Right now, I am just working with a single xcmsRaw file, then generating plots using plotPeaks, in order to tune my settings as best as possible. I’ve already run an entire xcmsSet dataset containing all files through a full xcms workup, but I’m skeptical of the results since my peaks look so questionable.

Here’s what I have so far, and some example plots using plotPeaks() from this single sample. I started with the recommended centWave settings for HPLC/Orbitrap in Table 1 of Patti et al., 2012, "Meta-analysis of untargeted metabolomic data from multiple profiling experiment," Nature Protocols 7: 508-516. I’ve also experiment with massifquant, but massifquant appears to be identifying things that definitely aren’t peaks (confirmed by visual inspection when I use sleep = 0.01).

Code: [Select]
mzXMLfiles = list.files(mzXMLfiles_folder_pos, recursive = TRUE, full.names = TRUE)

# create xcmsRaw object from just a single sample (for method development, just using the first sample)

xfile_raw = xcmsRaw(mzXMLfiles[1])
profStep(xfile_raw) = 0.05

xfile_raw is:

Quote
An "xcmsRaw" object with 601 mass spectra

Time range: 0.1-1740.7 seconds (0-29 minutes)
Mass range: 100.0007-1499.9558 m/z
Intensity range: 849.698-406951000

MSn data on  0  mass(es)
   with  0  MSn spectra
Profile method: bin
Profile step: 0.05 m/z (28000 grid points from 100 to 1499.95 m/z)

Memory usage: 149 MB

I then run:

Code: [Select]
rawpeaks = findPeaks.centWave(xfile_raw,
                ppm = 2.5, # setting of Patti et al., 2012
                peakwidth =c(10,45), # max lowered from Patti et al., 2012, HPLC recommended setting of 60 s based on visual inspection of sample data in Excalibur
                fitgauss = TRUE,
                noise = 5000,
 #                sleep = 1,
                verbose.columns = TRUE,
                snthresh = 10,
                integrate = 1,
                prefilter = c(3,10000) # 3.5k recommended by Patti et al. appears to be too low
#                nSlaves = 4 # commenting out right now since this is just one sample
                )

I receive the following output:

Quote
Detecting mass traces at 2.5 ppm ...
 % finished: 0 10 20 30 40 50 60 70 80 90 100
 43503 m/z ROI's.

 Detecting chromatographic peaks ...
 % finished: 0 10 20 30 40 50 60 70 80 90 100
 15107  Peaks.
Warning message:
In .local(object, ...) :
  It looks like this file is in profile mode. centWave can process only centroid mode data !
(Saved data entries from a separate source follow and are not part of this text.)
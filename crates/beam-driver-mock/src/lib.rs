//! Mock Hardware Drivers for beamline control
//!
//! This crate provides simulated hardware devices for testing without physical hardware.
//! All mock devices use async-safe operations (tokio::time, not std::thread::sleep),
//! so tests can run them under paused time.
//!
//! # Available Mock Drivers
//!
//! - [`MockMotor`] - Simulated motor with speed, limits, lash and obstacles
//! - [`MockCoder`] - Simulated encoder following a motor or its load
//! - [`MockSensor`] - Simulated scalar sensor with noise
//!
//! # Driver Factory Pattern
//!
//! Each mock driver provides a `DriverFactory` implementation for use with
//! the beam-core registry:
//!
//! ```rust,ignore
//! use beam_driver_mock::register_all;
//!
//! let registry = DeviceRegistry::new(cache);
//! register_all(&registry);
//! ```

pub mod common;
mod mock_coder;
mod mock_motor;
mod mock_sensor;

// Re-export common types
pub use common::{ErrorConfig, ErrorScenario, JournalEntry, MockMode, MockRng, MotionJournal};

// Re-export driver types
pub use mock_coder::{MockCoder, MockCoderConfig, MockCoderFactory};
pub use mock_motor::{MockMotor, MockMotorBuilder, MockMotorConfig, MockMotorFactory};
pub use mock_sensor::{MockSensor, MockSensorConfig, MockSensorFactory};

use beam_core::registry::DeviceRegistry;

/// Register all mock driver factories with a device registry.
pub fn register_all(registry: &DeviceRegistry) {
    registry.register_factory(MockMotorFactory);
    registry.register_factory(MockCoderFactory);
    registry.register_factory(MockSensorFactory);
}
//! Mock position encoder.
//!
//! A coder reports the position of another device, optionally through a
//! fixed offset (a mis-mounted encoder) and a scale error. When built from a
//! [`MockMotor`] directly it can read the load side of the motor's lash.

use async_trait::async_trait;
use beam_core::capabilities::Readable;
use beam_core::config::parse_settings;
use beam_core::driver::{attachment_names, DeviceComponents, DriverFactory};
use beam_core::error::{AppResult, BeamError};
use beam_core::registry::BuildContext;
use beam_core::status::DeviceStatus;
use futures::future::BoxFuture;
use parking_lot::Mutex;
use serde::Deserialize;
use std::sync::Arc;
use std::time::Duration;

use crate::common::ErrorConfig;
use crate::mock_motor::MockMotor;

const DRIVER_TYPE: &str = "mock_coder";

/// Configuration for MockCoder driver
#[derive(Debug, Clone, Deserialize)]
pub struct MockCoderConfig {
    /// Device whose position is encoded
    pub motor: String,

    /// Constant added to the encoded position (default: 0.0)
    #[serde(default)]
    pub offset: f64,

    /// Factor applied to the encoded position (default: 1.0)
    #[serde(default = "default_scale")]
    pub scale: f64,

    /// Poll interval for the poller
    #[serde(default, with = "humantime_serde")]
    pub pollinterval: Option<Duration>,
}

fn default_scale() -> f64 {
    1.0
}

/// Factory for creating MockCoder instances.
pub struct MockCoderFactory;

impl DriverFactory for MockCoderFactory {
    fn driver_type(&self) -> &'static str {
        DRIVER_TYPE
    }

    fn name(&self) -> &'static str {
        "Mock Coder"
    }

    fn validate(&self, config: &toml::Value) -> AppResult<()> {
        let cfg: MockCoderConfig = parse_settings(DRIVER_TYPE, config.clone())?;
        if cfg.scale == 0.0 || !cfg.scale.is_finite() {
            return Err(BeamError::Configuration(format!(
                "scale must be finite and non-zero, got {}",
                cfg.scale
            )));
        }
        Ok(())
    }

    fn attachments(&self, config: &toml::Value) -> Vec<String> {
        attachment_names(config, &["motor"])
    }

    fn build(
        &self,
        ctx: BuildContext,
        config: toml::Value,
    ) -> BoxFuture<'static, AppResult<DeviceComponents>> {
        Box::pin(async move {
            let cfg: MockCoderConfig = parse_settings(ctx.name(), config)?;
            let source = ctx.readable(&cfg.motor).await?;
            let mut coder = MockCoder::following(ctx.name(), source)
                .with_offset(cfg.offset)
                .with_scale(cfg.scale);
            coder.poll_interval = cfg.pollinterval;
            Ok(DeviceComponents::new().with_readable(Arc::new(coder)))
        })
    }
}

enum Source {
    Device(Arc<dyn Readable>),
    Load(Arc<MockMotor>),
}

/// Mock encoder following another device.
pub struct MockCoder {
    name: String,
    source: Source,
    offset: Mutex<f64>,
    scale: f64,
    poll_interval: Option<Duration>,
    error_config: ErrorConfig,
}

impl MockCoder {
    /// Encoder reporting whatever `source` reads.
    pub fn following(name: impl Into<String>, source: Arc<dyn Readable>) -> Self {
        Self::with_source(name, Source::Device(source))
    }

    /// Encoder mounted on the load side of `motor`, so it sees the lash.
    pub fn on_load(name: impl Into<String>, motor: Arc<MockMotor>) -> Self {
        Self::with_source(name, Source::Load(motor))
    }

    fn with_source(name: impl Into<String>, source: Source) -> Self {
        Self {
            name: name.into(),
            source,
            offset: Mutex::new(0.0),
            scale: 1.0,
            poll_interval: None,
            error_config: ErrorConfig::none(),
        }
    }

    /// Set the encoder offset.
    pub fn with_offset(self, offset: f64) -> Self {
        *self.offset.lock() = offset;
        self
    }

    /// Set the encoder scale.
    pub fn with_scale(mut self, scale: f64) -> Self {
        self.scale = scale;
        self
    }

    /// Set error injection.
    pub fn with_error_config(mut self, config: ErrorConfig) -> Self {
        self.error_config = config;
        self
    }

    /// Change the offset at runtime, e.g. to simulate a slipping encoder.
    pub fn set_offset(&self, offset: f64) {
        *self.offset.lock() = offset;
    }
}

#[async_trait]
impl Readable for MockCoder {
    fn name(&self) -> &str {
        &self.name
    }

    fn unit(&self) -> &str {
        match &self.source {
            Source::Device(device) => device.unit(),
            Source::Load(motor) => motor.unit(),
        }
    }

    async fn read(&self, max_age: Option<Duration>) -> AppResult<f64> {
        self.error_config.check_operation(DRIVER_TYPE, "read")?;
        let raw = match &self.source {
            Source::Device(device) => device.read(max_age).await?,
            Source::Load(motor) => motor.load_position(),
        };
        Ok(raw * self.scale + *self.offset.lock())
    }

    async fn status(&self, _max_age: Option<Duration>) -> AppResult<DeviceStatus> {
        self.error_config.check_operation(DRIVER_TYPE, "status")?;
        Ok(DeviceStatus::ok())
    }

    fn poll_interval(&self) -> Option<Duration> {
        self.poll_interval
    }
}

#[cfg(test)]
mod tests {
    use super::*;
    use beam_core::capabilities::Moveable;

    #[tokio::test]
    async fn test_coder_follows_motor() {
        let motor = Arc::new(MockMotor::new("m1"));
        let coder = MockCoder::following("c1", motor.clone()).with_offset(0.5);

        motor.move_to(4.0).await.unwrap();
        assert_eq!(coder.read(None).await.unwrap(), 4.5);

        coder.set_offset(-1.0);
        assert_eq!(coder.read(None).await.unwrap(), 3.0);
    }

    #[tokio::test]
    async fn test_load_coder_sees_lash() {
        let motor = Arc::new(MockMotor::builder("m1").lash(1.0).build());
        let coder = MockCoder::on_load("c1", motor.clone());

        motor.move_to(2.0).await.unwrap();
        assert_eq!(coder.read(None).await.unwrap(), 1.5);
        assert_eq!(motor.read(None).await.unwrap(), 2.0);
    }

    #[tokio::test]
    async fn test_read_errors_are_injected() {
        let motor = Arc::new(MockMotor::new("m1"));
        let coder = MockCoder::following("c1", motor).with_error_config(ErrorConfig::always("read"));
        assert!(coder.read(None).await.is_err());
        assert!(coder.status(None).await.is_ok());
    }

    #[test]
    fn test_factory_attachments() {
        let config: toml::Value = toml::from_str("motor = \"m1\"\noffset = 0.1").unwrap();
        assert_eq!(MockCoderFactory.attachments(&config), vec!["m1"]);
        assert!(MockCoderFactory.validate(&config).is_ok());

        let bad: toml::Value = toml::from_str("motor = \"m1\"\nscale = 0.0").unwrap();
        assert!(MockCoderFactory.validate(&bad).is_err());
    }
}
As I said, I have repeatedly confirmed that the data are centroided.

Here's where I am very skeptical of the peak-picking. Below are images of three sets of peaks from this list of rawpeaks; I am just choosing these three sets of 25 peak at random. I used this code:

Code: [Select]
plotPeaks(xfile_raw,rawpeaks[1:24,],figs = c(5,5),width = 100)

plotPeaks(xfile_raw,rawpeaks[2150:2174,],figs = c(5,5),width = 100)

plotPeaks(xfile_raw,rawpeaks[10150:10174,],figs = c(5,5),width = 100)

to generate these plots:

[attachment=2:cupyrl2t]Rplot.pdf[/attachment:cupyrl2t]

[attachment=1:cupyrl2t]Rplot2.pdf[/attachment:cupyrl2t]

[attachment=2:cupyrl2t]Rplot.pdf[/attachment:cupyrl2t]

For the first set, I am not reading too much into things; we (like everyone) have a lot of junk and noise that co-elutes early at low m/z. However, in some of the subplots, the peaks  supposedly bounded by the grey lines aren't even visible. And, my settings seem to be picking many things that I wouldn't consider peaks.

I've worked up this same dataset using analogous settings in MAVEN (GUI application from the Rabinowitz lab at Princeton) and the vast majority of the peaks I see using that program are much better. So, I'm fairly certain it isn't something wrong with the underlying data (or our chromatography or MS settings). I am interested in using xcms, however, because we have a follow-on custom pipeline that's already scripted in R.

I appreciate any suggestions, and will very happily clarify anything I've written here if it's not clear.

Thank you in advance!

Jamie

[attachment deleted by admin]